You open the app expecting a cozy reading experience.
Instead, you’re thrown straight into a library of novels. Start reading, and within minutes, you’re locked out unless you pay — a lot.
This isn’t just another book app.
It’s a 1-year-old reading platform that scaled fast by stripping away user comfort and focusing only on one thing: monetization.
10K downloads
$300K in revenue
Gamified reading meets mobile game-style pricing


Here’s how they pulled it off — and why they might’ve pulled the plug.
No Onboarding. No Intro. Just Read.
The moment you launch the app, you’re inside the library.
No signup wall
No tutorial
No setup flow
Just a list of novels with flashy covers and titles.


You start reading. A few chapters in, you hit the wall — and the app asks you to pay.
The Price? Confusing — and High
At first, you get pulled in for free.

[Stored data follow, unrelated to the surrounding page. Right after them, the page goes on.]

//! The meta-tool surface advertised to downstream MCP clients.
//!
//! Five tools: semantic search, full listing, index info, call forwarding,
//! and index refresh. All outputs are plain text (or a JSON string) shaped
//! for direct consumption by an LLM caller; error strings start with
//! "Error " and name the failing subject.

use std::sync::Arc;

use serde_json::{json, Value};

use crate::index::{SearchResult, ToolIndex};
use crate::upstream::types::Parameter;
use crate::upstream::Supervisor;

// ─── Definitions ─────────────────────────────────────────────────────────────

/// Tool definitions for `tools/list`, in MCP schema form.
pub fn meta_tool_definitions() -> Vec<Value> {
    vec![
        json!({
            "name": "search_tools_semantic",
            "description": "Search all connected MCP servers for tools matching a natural-language query. \
                            Returns the most relevant tools with ready-to-use invocation templates.",
            "inputSchema": {
                "type": "object",
                "properties": {
                    "query": {
                        "type": "string",
                        "description": "Natural-language description of what you want to do"
                    },
                    "maxResults": {
                        "type": "integer",
                        "description": "Maximum number of tools to return (default 5)"
                    },
                    "minRelevanceScore": {
                        "type": "number",
                        "description": "Minimum relevance score between 0 and 1 (default 0.55)"
                    }
                },
                "required": ["query"]
            }
        }),
        json!({
            "name": "list_all_servers_and_tools_json",
            "description": "List every connected MCP server and its tools as a JSON document.",
            "inputSchema": {"type": "object", "properties": {}}
        }),
        json!({
            "name": "get_tool_index_info",
            "description": "Summarize the tool index: server count, tool count, and per-server tool counts.",
            "inputSchema": {"type": "object", "properties": {}}
        }),
        json!({
            "name": "call_external_tool",
            "description": "Invoke a tool on one of the connected MCP servers and return its text output.",
            "inputSchema": {
                "type": "object",
                "properties": {
                    "serverName": {"type": "string", "description": "Name of the upstream server"},
                    "toolName": {"type": "string", "description": "Name of the tool to invoke"},
                    "parameters": {"type": "object", "description": "Arguments for the tool"}
                },
                "required": ["serverName", "toolName"]
            }
        }),
        json!({
            "name": "refresh_tool_index",
            "description": "Re-discover tools on every running server and rebuild the semantic index.",
            "inputSchema": {"type": "object", "properties": {}}
        }),
    ]
}
//! Backend adapters for embedding and chat completion.
//!
//! Both backends are consumed through narrow traits so any
//! OpenAI-compatible or Ollama-compatible HTTP endpoint fits.

pub mod chat;
pub mod embedding;
pub mod errors;

pub use chat::{ChatProvider, OllamaChat};
pub use embedding::{EmbeddingProvider, OllamaEmbedding};
pub use errors::ProviderError;
//! Tool index error types.

use thiserror::Error;

use crate::providers::ProviderError;

/// Errors from index refresh and semantic search.
#[derive(Debug, Error)]
pub enum IndexError {
    /// The embedding backend failed for the query (search) or in a way
    /// that aborts a refresh.
    #[error("embedding backend failed: {source}")]
    Embedding {
        #[from]
        source: ProviderError,
    },

    /// A vector of the wrong length reached the index. The dimension is
    /// pinned for the process lifetime; this aborts the operation rather
    /// than corrupting the store.
    #[error("embedding dimension mismatch: index uses {expected}, backend returned {actual}")]
    DimensionMismatch { expected: usize, actual: usize },
}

But finishing a story?
Can cost $100–$200+ per book
Uses a coin-based model with unclear pricing
Even monthly subscribers need to buy extra coins
There are user complaints about coins not being delivered or bonuses not appearing.

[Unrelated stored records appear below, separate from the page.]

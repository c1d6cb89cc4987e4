use core::fmt;
use core::sync::atomic::{AtomicUsize, Ordering};

use crate::node::{Color, Dir, LinkState, Linked, NodeId};

/// Root handle of a tree.
///
/// The root is the only externally addressable entry point: every other node
/// is reached by walking links from it. All balancing operations are methods
/// on `Root` because a rotation or a splice at the top of the tree rewrites
/// this handle.
///
/// The engine assumes a single writer. Readers may load the root and walk
/// child links concurrently; see [`Root::replace_concurrent`].
pub struct Root {
    /// Encoded root node handle, `usize::MAX` when the tree is empty
    node: AtomicUsize,
}

impl Root {
    /// Creates an empty root
    #[inline]
    pub const fn new() -> Self {
        Self {
            node: AtomicUsize::new(NodeId::encode(None)),
        }
    }

    /// Returns the root node, if any
    #[inline]
    pub fn node(&self) -> Option<NodeId> {
        NodeId::decode(self.node.load(Ordering::Acquire))
    }

    /// Returns true if the tree has no nodes
    #[inline]
    pub fn is_empty(&self) -> bool {
        self.node().is_none()
    }

    #[inline]
    pub(crate) fn set(&self, node: Option<NodeId>) {
        self.node.store(NodeId::encode(node), Ordering::Relaxed);
    }

    #[inline]
    pub(crate) fn publish(&self, node: Option<NodeId>) {
        self.node.store(NodeId::encode(node), Ordering::Release);
    }

    /// Attaches `node` as a red leaf in slot `dir` of `parent`, or as the root
    /// when `parent` is `None` (`dir` is then ignored).
    ///
    /// The caller has already located the position by comparison; the target
    /// slot must be empty. This only links the node in: call
    /// [`Root::insert_fixup`] afterwards to restore the red-black invariants.
    ///
    /// The node's fields are written before the slot that makes it reachable,
    /// and that slot is stored with `Release` ordering.
    pub fn link<S: Linked + ?Sized>(
        &self,
        store: &S,
        node: NodeId,
        parent: Option<NodeId>,
        dir: Dir,
    ) {
        let links = store.links(node);
        debug_assert!(!links.is_linked(), "linking {node} which is already linked");

        links.set_left(None);
        links.set_right(None);
        links.set_parent_and_color(parent, Color::Red);
        links.set_state(LinkState::Linked);

        match parent {
            Some(parent) => {
                debug_assert!(
                    store.links(parent).child(dir).is_none(),
                    "slot {dir:?} of {parent} is occupied"
                );
                store.links(parent).publish_child(dir, Some(node));
            }
            None => {
                debug_assert!(self.is_empty(), "linking {node} as root of a non-empty tree");
                self.publish(Some(node));
            }
        }
    }

    /// Points whichever slot held `old` (a child slot of `parent`, or the root
    /// handle) at `new`.
    pub(crate) fn change_child<S: Linked + ?Sized>(
        &self,
        store: &S,
        old: NodeId,
        new: Option<NodeId>,
        parent: Option<NodeId>,
    ) {
        match parent {
            Some(parent) => {
                let links = store.links(parent);
                if links.left() == Some(old) {
                    links.set_left(new);
                } else {
                    links.set_right(new);
                }
            }
            None => self.set(new),
        }
    }

    /// Same as [`Root::change_child`], but the store is a `Release` publish.
    pub(crate) fn publish_child<S: Linked + ?Sized>(
        &self,
        store: &S,
        old: NodeId,
        new: Option<NodeId>,
        parent: Option<NodeId>,
    ) {
        match parent {
            Some(parent) => {
                let links = store.links(parent);
                let dir = if links.left() == Some(old) {
                    Dir::Left
                } else {
                    Dir::Right
                };
                links.publish_child(dir, new);
            }
            None => self.publish(new),
        }
    }

    /// Re-verifies the whole tree after `op` when the `verify` feature is on
    /// in a debug build.
    #[inline]
    pub(crate) fn check_invariants<S: Linked + ?Sized>(&self, store: &S, op: &'static str) {
        if !cfg!(all(debug_assertions, feature = "verify")) {
            return;
        }
        if let Err(violation) = crate::verify(store, self) {
            panic!("red-black invariants violated after {op}: {violation}");
        }
    }
}

impl Default for Root {
    #[inline]
    fn default() -> Self {
        Self::new()
    }
}

impl fmt::Debug for Root {
    fn fmt(&self, f: &mut fmt::Formatter<'_>) -> fmt::Result {
        f.debug_tuple("Root").field(&self.node()).finish()
    }
}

But the system is designed to extract — not ease.
Gamified Like a Mobile Game
Once you’re in, the app leans into retention:
Daily check-ins and reading streaks
Chapter challenges like “Read 10 to get coins”




Countdown timers for offers
Watch ads to earn more coins
Tasks reset every day
It’s not built like Kindle. It’s built like Candy Crush.
Paid Ads Fueled the Growth
Their main engine was performance marketing.
They ran:
Apple Search Ads targeting genre-specific keywords
Facebook ads from multiple accounts — each promoting a different story or trope
That gave them room to test dozens of emotional hooks, characters, and cliffhangers — all to drive downloads at scale.
Then, Suddenly — It All Stopped
Today, the app is quiet.
No ASA campaigns
No Facebook ads
No recent App Store updates
The likely reason? They already run another novel app — Literie — and might be redirecting ad spend to avoid internal competition.
Growth Tactics Behind the Numbers
- No onboarding, straight to story
- Early chapter “free trial” before aggressive upsell
- Gamified user loop for daily retention
- Paid ads used to test hooks across multiple angles
Final Thoughts
This reading app didn’t grow by building trust or a better reader experience.
It scaled by removing friction — not for users, but for revenue.
In an attention economy, the line between content and monetization gets thinner by the day. This app is proof that even in slow-paced niches like books, mobile-first monetization tactics can still win — fast and hard.
But they rarely last.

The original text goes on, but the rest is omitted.